CHE BROADBAND FA. Reti fisse verso il rischio "desertificazione"

CHE BROADBAND FA

Per la prima volta, nel terzo trimestre 2011, gli accessi a banda larga fissi non sono più cresciuti e risultano addirittura in leggero calo

di Cristoforo Morandini - Associated Partner Between
Nella banda larga, il 150° dell’Unità d’Italia verrà ricordato come l’anno in cui il mercato del broadband fisso ha subito una drastica battuta d’arresto. In effetti, per la prima volta, nel terzo trimestre 2011 gli accessi a banda larga fissi non sono più cresciuti, ma risultano addirittura in leggero calo. Cosa sta succedendo?

In realtà, stanno venendo al pettine l’insieme dei nodi che contraddistinguono il mercato italiano. Da un lato, l’annoso problema del bacino di soggetti informatizzati, per cui si avvicina velocemente la soglia delle famiglie con un pc in casa, senza dimenticare che in Italia circa il 30% delle famiglie utilizza solo il mobile per telefonare. Dall’altro, la banda larga mobile diventa sempre di più, sia in termini prestazionali che economici, una valida alternativa per chi non necessita di livelli di servizio particolarmente elevati.

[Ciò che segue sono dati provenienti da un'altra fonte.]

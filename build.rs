//! Build script for lectern
//!
//! Embeds the git commit and build time so `/health` can report them.

use std::process::Command;

fn git(args: &[&str]) -> String {
    Command::new("git")
        .args(args)
        .output()
        .ok()
        .filter(|output| output.status.success())
        .and_then(|output| String::from_utf8(output.stdout).ok())
        .map(|s| s.trim().to_string())
        .unwrap_or_else(|| "unknown".to_string())
}

fn main() {
    println!(
        "cargo:rustc-env=GIT_COMMIT_SHORT={}",
        git(&["rev-parse", "--short", "HEAD"])
    );

    let timestamp = chrono::Utc::now().format("%Y-%m-%dT%H:%M:%SZ").to_string();
    println!("cargo:rustc-env=BUILD_TIMESTAMP={}", timestamp);

    println!("cargo:rerun-if-changed=.git/HEAD");
    println!("cargo:rerun-if-changed=.git/refs/heads/");
}
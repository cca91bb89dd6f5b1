//! Common metadata for all documents
//!
//! Tracks creation, update, and soft deletion timestamps.

use bson::DateTime;
use serde::{Deserialize, Serialize};

/// Common metadata for all documents
#[derive(Serialize, Deserialize, Clone, Debug, Default, PartialEq)]
pub struct Metadata {
    /// Whether this document has been soft-deleted
    #[serde(default)]
    pub is_deleted: bool,

    #[serde(skip_serializing_if = "Option::is_none")]
    pub deleted_at: Option<DateTime>,

    #[serde(skip_serializing_if = "Option::is_none")]
    pub updated_at: Option<DateTime>,

    #[serde(skip_serializing_if = "Option::is_none")]
    pub created_at: Option<DateTime>,
}

impl Metadata {
    /// Create new metadata stamped with the current time
    pub fn new() -> Self {
        let now = DateTime::now();
        Self {
            is_deleted: false,
            deleted_at: None,
            updated_at: Some(now),
            created_at: Some(now),
        }
    }

    /// Refresh `updated_at`
    pub fn touch(&mut self) {
        self.updated_at = Some(DateTime::now());
    }

    /// Creation time as RFC 3339, if known
    pub fn created_at_rfc3339(&self) -> Option<String> {
        self.created_at.map(|dt| dt.to_chrono().to_rfc3339())
    }

    /// Last update time as RFC 3339, if known
    pub fn updated_at_rfc3339(&self) -> Option<String> {
        self.updated_at.map(|dt| dt.to_chrono().to_rfc3339())
    }
}
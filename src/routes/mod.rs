//! HTTP routes for Lectern

pub mod admin_users;
pub mod api_keys;
pub mod auth_routes;
pub mod content;
pub mod health;
pub mod response;
pub mod seo;
pub mod tags;
pub mod views;

pub use admin_users::handle_admin_users_request;
pub use api_keys::handle_api_keys_request;
pub use auth_routes::handle_auth_request;
pub use content::handle_content_request;
pub use health::health_check;
pub use response::{error_response, not_found_response, preflight_response, HttpResponse};
pub use seo::{handle_robots, handle_sitemap};
pub use tags::{handle_list_tags, handle_search};
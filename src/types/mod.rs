//! Shared types for Lectern

mod error;

pub use error::{LecternError, Result};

Per avere un’idea delle due dinamiche, basti pensare che negli ultimi 12 mesi, gli accessi broadband di rete fissa sono cresciuti di circa 500 mila unità, a fronte di oltre 2 milioni di nuove Internet Key e senza parlare dei 4 milioni di nuovi smartphone che fanno traffico IP. A titolo di confronto, basti pensare che in Francia - paese con la nostra stessa popolazione - ci sono quasi 23 milioni di collegamenti broadband rispetto ai 13,5 milioni dell’Italia. Siamo di fronte ad un progressivo rischio di desertificazione delle reti fisse? Chi pagherà il conto delle nuove reti a banda ultra larga fissa?